The data:
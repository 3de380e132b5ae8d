//! Main overlay window.
//!
//! Implements eframe::App on top of [`Overlay`]: translates egui key events,
//! swallows the ones the overlay prevents, and paints the intro, the search
//! container, the results list and the toast stack from overlay state.

use std::time::Instant;

use eframe::egui::{self, Align2, Color32, Event, FontId, Frame, Margin, RichText, TextEdit};

use crate::input::{Key, KeyCode, KeyEvent};
use crate::ui::intro::{SUBTITLE, TITLE};
use crate::ui::overlay::Overlay;
use crate::ui::results::SearchResultsList;

/// Seconds for the container and intro fades.
const REVEAL_SECONDS: f32 = 0.5;

/// Seconds for toast fades.
const TOAST_SECONDS: f32 = 0.3;

/// Gap between the container and the bottom of the window.
const BOTTOM_GAP: f32 = 16.0;

const BAR_FILL: Color32 = Color32::from_rgba_premultiplied(58, 59, 71, 230);
const PANEL_FILL: Color32 = Color32::from_rgba_premultiplied(26, 26, 28, 204);
const MUTED: Color32 = Color32::from_rgb(0x8e, 0x8e, 0xa0);

/// The overlay application.
pub struct FloatbarApp {
    overlay: Overlay,
    /// Bar rectangle from the previous frame, for mousedown hit-testing.
    last_bar_rect: Option<egui::Rect>,
    /// A press landed inside the focused bar this frame; the text field keeps focus.
    keep_focus: bool,
}

impl FloatbarApp {
    pub fn new(_cc: &eframe::CreationContext<'_>, overlay: Overlay) -> Self {
        Self {
            overlay,
            last_bar_rect: None,
            keep_focus: false,
        }
    }

    /// Feed this frame's keydowns to the overlay and drop the suppressed ones.
    fn handle_keyboard(&mut self, ctx: &egui::Context, now: Instant) {
        let events = ctx.input(|i| i.events.clone());
        let mut suppressed = Vec::new();
        let mut suppress_space_text = false;

        for event in &events {
            let Event::Key {
                key,
                physical_key,
                pressed: true,
                repeat,
                modifiers,
            } = event
            else {
                continue;
            };

            let key_event = key_event_from_egui(*key, *physical_key, *repeat, *modifiers);
            let outcome = self.overlay.handle_key(&key_event, now);

            if outcome.disposition.prevents_default() {
                suppressed.push(event.clone());
                suppress_space_text |= key_event.code == KeyCode::Space;
            }
            if let Some(text) = outcome.submitted {
                self.overlay.add_toast(format!("Searching for \"{}\"", text), None, now);
            }
        }

        if !suppressed.is_empty() {
            ctx.input_mut(|i| {
                i.events.retain(|e| {
                    let space_text = matches!(e, Event::Text(t) if t == " ");
                    !suppressed.contains(e) && !(suppress_space_text && space_text)
                });
            });
        }
    }

    /// Mousedown inside the focused bar keeps it from collapsing.
    fn handle_pointer(&mut self, ctx: &egui::Context) {
        let Some(rect) = self.last_bar_rect else {
            return;
        };
        let pressed_inside = ctx.input(|i| {
            i.pointer.any_pressed()
                && i.pointer.interact_pos().is_some_and(|pos| rect.contains(pos))
        });
        if pressed_inside {
            self.keep_focus = self.overlay.search_bar_mut().on_mouse_down();
        }
    }

    fn show_search(&mut self, ctx: &egui::Context, now: Instant) {
        let style = self.overlay.reveal_style();
        let opacity = ctx.animate_value_with_time(
            egui::Id::new("floatbar_search_opacity"),
            style.opacity,
            REVEAL_SECONDS,
        );
        let offset_y = ctx.animate_value_with_time(
            egui::Id::new("floatbar_search_offset"),
            style.offset_y,
            REVEAL_SECONDS,
        );
        if opacity <= 0.0 && !style.interactive {
            self.last_bar_rect = None;
            return;
        }

        egui::Area::new(egui::Id::new("floatbar_search"))
            .anchor(Align2::CENTER_BOTTOM, [0.0, offset_y - BOTTOM_GAP])
            .interactable(style.interactive)
            .show(ctx, |ui| {
                ui.set_opacity(opacity);

                let results = self.overlay.results().to_vec();
                let selected = self.overlay.selected_index();
                let mut clicked = None;
                Frame::none()
                    .fill(PANEL_FILL)
                    .rounding(12.0)
                    .inner_margin(Margin::symmetric(0.0, 8.0))
                    .show(ui, |ui| {
                        ui.set_width(self.overlay.search_bar().width());
                        SearchResultsList::new(&results, style.interactive)
                            .selected_index(selected)
                            .on_result_click(|result| clicked = Some(result.clone()))
                            .show(ui);
                    });
                if let Some(result) = clicked {
                    tracing::info!("Result clicked: {}", result.id);
                    self.overlay.add_toast(result.title.clone(), None, now);
                }

                ui.add_space(8.0);
                self.show_bar(ui, now, style.interactive);
            });
    }

    fn show_bar(&mut self, ui: &mut egui::Ui, now: Instant, visible: bool) {
        let bar = self.overlay.search_bar();
        let width = ui.ctx().animate_value_with_time(
            egui::Id::new("floatbar_bar_width"),
            bar.width(),
            REVEAL_SECONDS,
        );
        let accessory = bar.state().accessory_opacity();
        let placeholder = bar.placeholder().to_owned();
        let hint = bar.hint().is_visible().then(|| bar.hint().text().to_owned());
        let mut text = bar.text().to_owned();

        if let Some(hint) = hint {
            ui.label(RichText::new(hint).small());
        }

        let frame = Frame::none()
            .fill(BAR_FILL)
            .rounding(12.0)
            .inner_margin(Margin::symmetric(20.0, 10.0))
            .show(ui, |ui| {
                ui.set_width(width);
                ui.horizontal(|ui| {
                    let response = ui.add(
                        TextEdit::singleline(&mut text)
                            .hint_text(RichText::new(placeholder).color(MUTED))
                            .frame(false)
                            .desired_width(width - 64.0),
                    );

                    ui.label(RichText::new("➡").color(MUTED.gamma_multiply(accessory)));
                    let mic = ui.add(
                        egui::Button::new(RichText::new("🎤").color(MUTED.gamma_multiply(accessory)))
                            .frame(false),
                    );
                    (response, mic.clicked())
                })
                .inner
            });
        let (response, mic_clicked) = frame.inner;
        self.last_bar_rect = Some(frame.response.rect);

        let enter_pressed = ui.input(|i| i.key_pressed(egui::Key::Enter));
        let bar = self.overlay.search_bar_mut();

        if response.changed() {
            bar.on_text_change(text);
        }
        if mic_clicked {
            bar.on_mic_click(now);
        }
        if response.gained_focus() {
            bar.on_focus();
        }
        if response.lost_focus() && !enter_pressed {
            bar.on_blur();
        }

        let keep_focus = std::mem::take(&mut self.keep_focus);
        let wants_focus = self.overlay.take_focus_request()
            || (keep_focus && !response.has_focus())
            || (visible && self.overlay.search_bar().is_focused() && !response.has_focus());
        if !visible && response.has_focus() {
            response.surrender_focus();
        } else if visible && wants_focus {
            response.request_focus();
        }
    }

    fn show_intro(&self, ctx: &egui::Context) {
        let Some(phase) = self.overlay.intro_phase() else {
            return;
        };
        let opacity = ctx.animate_value_with_time(
            egui::Id::new("floatbar_intro_opacity"),
            phase.opacity(),
            REVEAL_SECONDS,
        );

        let screen = ctx.screen_rect();
        egui::Area::new(egui::Id::new("floatbar_intro"))
            .order(egui::Order::Foreground)
            .fixed_pos(screen.min)
            .interactable(phase.is_interactive())
            .show(ctx, |ui| {
                ui.set_opacity(opacity);
                let painter = ui.painter();
                painter.rect_filled(screen, 0.0, Color32::from_black_alpha(178));
                painter.text(
                    screen.center() - egui::vec2(0.0, 32.0),
                    Align2::CENTER_CENTER,
                    TITLE,
                    FontId::proportional(28.0),
                    Color32::WHITE,
                );
                painter.text(
                    screen.center() + egui::vec2(0.0, 8.0),
                    Align2::CENTER_CENTER,
                    SUBTITLE,
                    FontId::proportional(18.0),
                    MUTED,
                );
            });
    }

    fn show_toasts(&self, ctx: &egui::Context) {
        if self.overlay.toasts().is_empty() {
            return;
        }

        egui::Area::new(egui::Id::new("floatbar_toasts"))
            .order(egui::Order::Tooltip)
            .anchor(Align2::RIGHT_TOP, [-16.0, 16.0])
            .interactable(false)
            .show(ctx, |ui| {
                ui.with_layout(egui::Layout::top_down(egui::Align::Max), |ui| {
                    for view in self.overlay.toasts().views() {
                        let id = egui::Id::new(("toast", view.toast.id.as_str()));
                        let opacity =
                            ctx.animate_value_with_time(id.with("opacity"), view.opacity(), TOAST_SECONDS);
                        let offset =
                            ctx.animate_value_with_time(id.with("offset"), view.offset_x(), TOAST_SECONDS);

                        ui.scope(|ui| {
                            ui.set_opacity(opacity);
                            ui.with_layout(egui::Layout::right_to_left(egui::Align::TOP), |ui| {
                                ui.add_space(offset);
                                Frame::none()
                                    .fill(Color32::from_black_alpha(204))
                                    .rounding(8.0)
                                    .inner_margin(Margin::symmetric(16.0, 12.0))
                                    .show(ui, |ui| {
                                        ui.set_max_width(320.0);
                                        ui.label(RichText::new(&view.toast.message).color(Color32::WHITE));
                                    });
                            });
                        });
                        ui.add_space(12.0);
                    }
                });
            });
    }
}

impl eframe::App for FloatbarApp {
    fn update(&mut self, ctx: &egui::Context, _frame: &mut eframe::Frame) {
        let now = Instant::now();

        self.handle_keyboard(ctx, now);
        self.handle_pointer(ctx);
        self.overlay.tick(now);

        egui::CentralPanel::default()
            .frame(Frame::none().fill(Color32::BLACK))
            .show(ctx, |_ui| {});

        self.show_search(ctx, now);
        self.show_intro(ctx);
        self.show_toasts(ctx);

        if let Some(deadline) = self.overlay.next_deadline() {
            ctx.request_repaint_after(deadline.saturating_duration_since(now));
        }
    }
}

/// Translate an egui key event. The physical key decides the code when egui
/// reports one.
pub fn key_event_from_egui(
    key: egui::Key,
    physical_key: Option<egui::Key>,
    repeat: bool,
    modifiers: egui::Modifiers,
) -> KeyEvent {
    let code = code_from_egui(physical_key.unwrap_or(key));
    let mut event = KeyEvent::new(code_from_egui(key).default_key(), code);
    if modifiers.shift {
        event = event.with_shift();
    }
    if repeat {
        event = event.repeated();
    }
    if event.key == Key::Unidentified {
        event.key = code.default_key();
    }
    event
}

fn code_from_egui(key: egui::Key) -> KeyCode {
    match key {
        egui::Key::Enter => KeyCode::Enter,
        egui::Key::Space => KeyCode::Space,
        egui::Key::Escape => KeyCode::Escape,
        egui::Key::ArrowUp => KeyCode::ArrowUp,
        egui::Key::ArrowDown => KeyCode::ArrowDown,
        other => {
            let mut chars = other.name().chars();
            match (chars.next(), chars.next()) {
                (Some(c), None) if c.is_ascii_alphabetic() => KeyCode::Letter(c.to_ascii_uppercase()),
                (Some(c), None) if c.is_ascii_digit() => KeyCode::Digit(c as u8 - b'0'),
                _ => KeyCode::Unidentified,
            }
        }
    }
}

Exercise directions:
Tally lines in the listing above that include the word "eframe"; respond with that number only.

Solution for this task:
5